- What is expected -
Provide only the number of lines in the data below that contain the word "struct".

Stored records:
***

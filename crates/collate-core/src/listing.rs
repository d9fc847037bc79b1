//! Listing engine and its actions
//!
//! A [`Listing`] holds only static configuration: a name, the field registry, the base
//! query state and settings. Each action rebuilds a [`QueryState`] from the base state plus
//! the submitted body, runs it through a [`ListingStore`] and returns a [`ListingResult`].
//!
//! | Action | Derivation |
//! |--------|------------|
//! | search | submitted state; a pending order is committed |
//! | sort   | submitted state; `sort` toggles one field; pending order discarded |
//! | resize | submitted state; limit doubled, offset 0 |
//! | reset  | base state |

use crate::error::CollateResult;
use crate::export::{CsvSink, ExportRow, ExportSummary, SpreadsheetSink, write_export};
use crate::field::FieldRegistry;
use crate::plan::QueryPlan;
use crate::settings::CollateSettings;
use crate::state::{QueryState, SubmittedState};
use async_trait::async_trait;
use collate_params::{BindLimits, Binder, FormBody};
use serde::Serialize;
use std::io::Write;

/// Query execution capability bound to one row type and one table
#[async_trait]
pub trait ListingStore: Send + Sync {
	/// Row type produced by [`fetch`](Self::fetch)
	type Row: Send;

	/// Count every row, ignoring all predicates
	async fn count_all(&self) -> CollateResult<i64>;

	/// Count rows matching the plan's predicates
	async fn count(&self, plan: &QueryPlan) -> CollateResult<i64>;

	/// Fetch the ordered page described by the plan
	async fn fetch(&self, plan: &QueryPlan) -> CollateResult<Vec<Self::Row>>;

	/// Whether the SQL `normalize` function is available on this store's connections
	fn supports_normalize(&self) -> bool;
}

/// Outcome of one render
#[derive(Debug, Clone, PartialEq, Serialize)]
pub struct ListingResult<R> {
	/// Rows ignoring filters and search
	pub total: i64,
	/// Rows matching filters and search
	pub filtered: i64,
	/// Current page
	pub data: Vec<R>,
	/// State that produced this result
	pub query: QueryState,
}

/// One configured listing
pub struct Listing<S: ListingStore> {
	name: String,
	store: S,
	registry: FieldRegistry,
	base: QueryState,
	settings: CollateSettings,
	binder: Binder,
}

impl<S: ListingStore> Listing<S> {
	/// Create a listing with default settings and bind limits
	pub fn new(name: impl Into<String>, store: S, registry: FieldRegistry, base: QueryState) -> Self {
		Self {
			name: name.into(),
			store,
			registry,
			base,
			settings: CollateSettings::default(),
			binder: Binder::new(),
		}
	}

	/// Replace the settings
	pub fn with_settings(mut self, settings: CollateSettings) -> CollateResult<Self> {
		settings.validate()?;
		self.binder = settings.binder(*self.binder.limits())?;
		self.settings = settings;
		Ok(self)
	}

	/// Replace the binder's input-safety limits
	pub fn with_limits(mut self, limits: BindLimits) -> Self {
		self.binder = self.binder.with_limits(limits);
		self
	}

	/// Listing name, used in log events
	pub fn name(&self) -> &str {
		&self.name
	}

	/// Field declarations
	pub fn registry(&self) -> &FieldRegistry {
		&self.registry
	}

	/// Base state every action starts from
	pub fn base(&self) -> &QueryState {
		&self.base
	}

	/// Settings
	pub fn settings(&self) -> &CollateSettings {
		&self.settings
	}

	/// CSV sink over `inner` using this listing's export date format
	pub fn csv_sink<W: Write>(&self, inner: W) -> CsvSink<W> {
		CsvSink::from_settings(inner, &self.settings)
	}

	/// Underlying store
	pub fn store(&self) -> &S {
		&self.store
	}

	/// Run `state` against the store
	///
	/// Execution errors are returned as is; validation drops are only logged.
	pub async fn load(&self, state: &QueryState) -> CollateResult<ListingResult<S::Row>> {
		let plan = {
			let span = tracing::debug_span!("plan", listing = %self.name);
			let _guard = span.enter();
			QueryPlan::build(state, &self.registry, &self.settings)
		};

		let total = self.store.count_all().await?;
		let filtered = self.store.count(&plan).await?;
		let data = self.store.fetch(&plan).await?;

		Ok(ListingResult {
			total,
			filtered,
			data,
			query: state.clone(),
		})
	}

	/// Search: rehydrate everything and commit a pending order
	pub fn derive_search(&self, body: &FormBody) -> QueryState {
		let mut state = self.rehydrate(body).0;
		if let Some(pending) = state.pending_order.take() {
			state.order = pending;
		}
		state
	}

	/// Sort: rehydrate, toggle the clicked field, keep the pending order from the base state
	pub fn derive_sort(&self, body: &FormBody) -> QueryState {
		let (mut state, submitted) = self.rehydrate(body);
		state.pending_order = self.base.pending_order.clone();

		if let Some(field) = submitted.sort.as_deref() {
			if let Some(spec) = self.registry.sort_spec(field) {
				state.order.toggle(spec.display_field);
			} else {
				tracing::warn!(listing = %self.name, field = %field, "ignoring sort on undeclared field");
			}
		}

		if state.limit <= 0 {
			state.limit = self.base.limit;
		}
		state
	}

	/// Resize: rehydrate, double the limit and restart from the first row
	pub fn derive_resize(&self, body: &FormBody) -> QueryState {
		let (mut state, submitted) = self.rehydrate(body);

		let basis = match submitted.limit {
			Some(limit) if limit > 0 => limit,
			_ if self.base.limit > 0 => self.base.limit,
			_ => self.settings.default_limit,
		};
		state.limit = self.settings.clamp_limit(basis.saturating_mul(2));
		state.offset = 0;
		state
	}

	/// Reset: the base state, whatever was submitted
	pub fn derive_reset(&self) -> QueryState {
		self.base.clone()
	}

	/// Export: the search state widened to every matching row
	pub fn derive_export(&self, body: &FormBody) -> QueryState {
		let mut state = self.derive_search(body);
		state.limit = self.settings.export_limit;
		state.offset = 0;
		state
	}

	/// Search action
	pub async fn on_search(&self, body: &FormBody) -> CollateResult<ListingResult<S::Row>> {
		self.load(&self.derive_search(body)).await
	}

	/// Sort action
	pub async fn on_sort(&self, body: &FormBody) -> CollateResult<ListingResult<S::Row>> {
		self.load(&self.derive_sort(body)).await
	}

	/// Resize ("load more") action
	pub async fn on_resize(&self, body: &FormBody) -> CollateResult<ListingResult<S::Row>> {
		self.load(&self.derive_resize(body)).await
	}

	/// Reset action; the body is ignored
	pub async fn on_reset(&self, _body: &FormBody) -> CollateResult<ListingResult<S::Row>> {
		self.load(&self.derive_reset()).await
	}

	/// Export every row matching the submitted state to `sink`
	pub async fn on_export<K>(
		&self,
		body: &FormBody,
		filename_hint: &str,
		sink: &mut K,
	) -> CollateResult<ExportSummary>
	where
		S::Row: ExportRow,
		K: SpreadsheetSink + ?Sized,
	{
		let result = self.load(&self.derive_export(body)).await?;
		let summary = write_export(&result.data, self.registry.export_fields(), filename_hint, sink)?;
		tracing::debug!(listing = %self.name, rows = summary.rows, filename = %summary.filename, "export written");
		Ok(summary)
	}

	/// Bind `body` and overlay it on the base state
	///
	/// Binding failures are logged and the fields bound before the failure are kept.
	fn rehydrate(&self, body: &FormBody) -> (QueryState, SubmittedState) {
		let mut submitted = SubmittedState::default();
		if let Err(err) = self.binder.bind(body, &mut submitted) {
			tracing::warn!(listing = %self.name, error = %err, "binding failed; continuing with partial state");
		}
		let state = {
			let span = tracing::debug_span!("rehydrate", listing = %self.name);
			let _guard = span.enter();
			submitted.apply(&self.base, &self.registry)
		};
		(state, submitted)
	}
}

***

- Answer for the task -
2